While working on The Who’s Tommy, Grill became close with noted director-choreographer Wayne Cilento. The two have continued to team up over the years, including creating shows for cruise ships. Cilento, for his part, is a huge fan of Grill’s. “What makes David so exceptional is that he’s a really good lighting designer, and he comes from the dance world; he has a certain aesthetic that enhances choreography on a Broadway stage,” says Cilento. “He sculpts the body, and he understands music. The music changes, he changes. He has really good taste in color and lighting and knows how to keep me simple and in control. And now look at him, doing halftimes and getting Emmys and all that stuff!”
Were you to find yourself seated next to Grill on a barstool — or more likely you’d be facing off with him on a golf course, since he’s an avid golfer — you might think your new friend was telling tall tales. “I did the lighting for the Olympics in 2002 in Salt Lake City,” he says. “That was the first Olympics after 9/11, so it was really sort of amazing, the first time the world got together. It was outside an ice rink, and there were fiber-optic stars in the ice.”

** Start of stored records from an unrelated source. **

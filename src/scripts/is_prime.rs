//! A search script that checks whether a numeric field holds a prime.

use crate::error::{Result, ScriptError};
use crate::params::ParamReader;
use crate::script::{NativeScript, ScriptFactory, SearchScript};
use crate::settings::ScriptSettings;
use crate::types::{ScriptHit, ScriptParams};
use serde_json::Value;

const DEFAULT_CERTAINTY: i64 = 10;

/// Creates [`IsPrimeScript`] instances.
///
/// Parameters:
///
/// * `field` - the field to check. Falls back to the
///   `my_scripts.prime.default_field_name` setting; one of the two is required.
/// * `certainty` (optional, default 10) - a value of zero or less accepts
///   every number without testing it.
#[derive(Debug, Clone, Default)]
pub struct IsPrimeFactory {
  default_field_name: Option<String>,
}

impl IsPrimeFactory {
  pub const NAME: &'static str = "is_prime";

  /// Creates the factory, reading the default field from node settings.
  pub fn new(settings: &ScriptSettings) -> Self {
    Self {
      default_field_name: settings.prime.default_field_name.clone(),
    }
  }
}

impl ScriptFactory for IsPrimeFactory {
  fn name(&self) -> &str {
    Self::NAME
  }

  fn new_script(&self, params: Option<&ScriptParams>) -> Result<NativeScript> {
    let reader = ParamReader::new(Self::NAME, params);
    let field = reader
      .string("field")?
      .or_else(|| self.default_field_name.clone())
      .filter(|f| !f.is_empty())
      .ok_or_else(|| ScriptError::missing_parameter(Self::NAME, "field"))?;
    let certainty = reader.i64_or("certainty", DEFAULT_CERTAINTY)?;

    Ok(NativeScript::Search(Box::new(IsPrimeScript { field, certainty })))
  }
}

/// Returns `true` when the configured field holds a prime number.
#[derive(Debug, Clone)]
pub struct IsPrimeScript {
  field: String,
  certainty: i64,
}

impl SearchScript for IsPrimeScript {
  fn run(&self, hit: ScriptHit<'_>) -> Result<Value> {
    let prime = match hit.doc.i64_value(&self.field) {
      Some(n) => self.certainty <= 0 || is_prime(n.unsigned_abs()),
      None => false,
    };
    Ok(Value::Bool(prime))
  }
}

fn mul_mod(a: u64, b: u64, m: u64) -> u64 {
  ((a as u128 * b as u128) % m as u128) as u64
}

fn pow_mod(mut base: u64, mut exp: u64, m: u64) -> u64 {
  let mut result = 1;
  base %= m;
  while exp > 0 {
    if exp & 1 == 1 {
      result = mul_mod(result, base, m);
    }
    base = mul_mod(base, base, m);
    exp >>= 1;
  }
  result
}

/// Deterministic Miller-Rabin. These witnesses are exact for every `u64`.
pub fn is_prime(n: u64) -> bool {
  const WITNESSES: [u64; 12] = [2, 3, 5, 7, 11, 13, 17, 19, 23, 29, 31, 37];

  if n < 2 {
    return false;
  }
  for p in WITNESSES {
    if n % p == 0 {
      return n == p;
    }
  }

  let mut d = n - 1;
  let mut r = 0;
  while d % 2 == 0 {
    d /= 2;
    r += 1;
  }

  'witness: for a in WITNESSES {
    let mut x = pow_mod(a, d, n);
    if x == 1 || x == n - 1 {
      continue;
    }
    for _ in 1..r {
      x = mul_mod(x, x, n);
      if x == n - 1 {
        continue 'witness;
      }
    }
    return false;
  }
  true
}

#[cfg(test)]
mod tests {
  use super::*;
  use crate::types::Document;
  use serde_json::json;

  fn script(params: Value, settings: &ScriptSettings) -> Result<NativeScript> {
    let params: ScriptParams = serde_json::from_value(params).unwrap();
    IsPrimeFactory::new(settings).new_script(Some(&params))
  }

  #[test]
  fn test_is_prime() {
    let primes: Vec<u64> = (0..50).filter(|n| is_prime(*n)).collect();
    assert_eq!(primes, vec![2, 3, 5, 7, 11, 13, 17, 19, 23, 29, 31, 37, 41, 43, 47]);
    assert!(is_prime(18_446_744_073_709_551_557));
    assert!(!is_prime(3_215_031_751));
    assert!(!is_prime(u64::MAX));
  }

  #[test]
  fn test_missing_field_is_a_config_error() {
    let err = match script(json!({}), &ScriptSettings::default()) {
      Err(err) => err,
      Ok(_) => panic!("expected a missing parameter error"),
    };
    assert!(err.is_config_error());
  }

  #[test]
  fn test_settings_supply_default_field() {
    let settings = ScriptSettings::default().prime_default_field("number");
    let script = script(json!({}), &settings).unwrap();
    let doc = Document::new().with_field("number", 13);
    let value = script.as_search().unwrap().run(ScriptHit::new(&doc)).unwrap();
    assert_eq!(value, json!(true));
  }

  #[test]
  fn test_run_on_documents() {
    let script = script(json!({ "field": "n" }), &ScriptSettings::default()).unwrap();
    let search = script.as_search().unwrap();

    let check = |doc: Document| search.run(ScriptHit::new(&doc)).unwrap();
    assert_eq!(check(Document::new().with_field("n", 7)), json!(true));
    assert_eq!(check(Document::new().with_field("n", -7)), json!(true));
    assert_eq!(check(Document::new().with_field("n", 9)), json!(false));
    assert_eq!(check(Document::new().with_field("n", "seven")), json!(false));
    assert_eq!(check(Document::new()), json!(false));
  }

  #[test]
  fn test_non_positive_certainty_accepts_everything() {
    let script = script(json!({ "field": "n", "certainty": 0 }), &ScriptSettings::default()).unwrap();
    let doc = Document::new().with_field("n", 9);
    let value = script.as_search().unwrap().run(ScriptHit::new(&doc)).unwrap();
    assert_eq!(value, json!(true));
  }
}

Grill might also tell you how some of the lights he uses weigh 500 pounds each, or how fun it was to light Andrea Bocelli in Portofino for PBS. Or how he lit Michelle Obama when she presented an Academy Award. In addition, Grill also lit the 2016 Republican National Convention.
How has lighting changed since he first began? “Things are more computerized. It’s maybe more of a business now than when I started,” he says.“You need to be on your A-game. You have to have done your homework. The producers are spending a tremendous amount of money.”
If there’s anything else that Grill takes a shine to, besides his wife and his rescue dog, Faith, it’s teaching his students at Purchase College, which he’s been doing since 1998. “Teaching tomorrow’s lighters is so important to me,” he says. “I want the kids in Purchase to have a better education than I did. Not that I didn’t have a good one myself, but in the sense that you always want your children to have more than you did.”
And what advice does he give students who are interested in getting into his field? Words not unlike those his mother said to him all those years ago: “If that’s where your heart is, you should go,” he says, putting a demanding but rewarding career in the best possible light.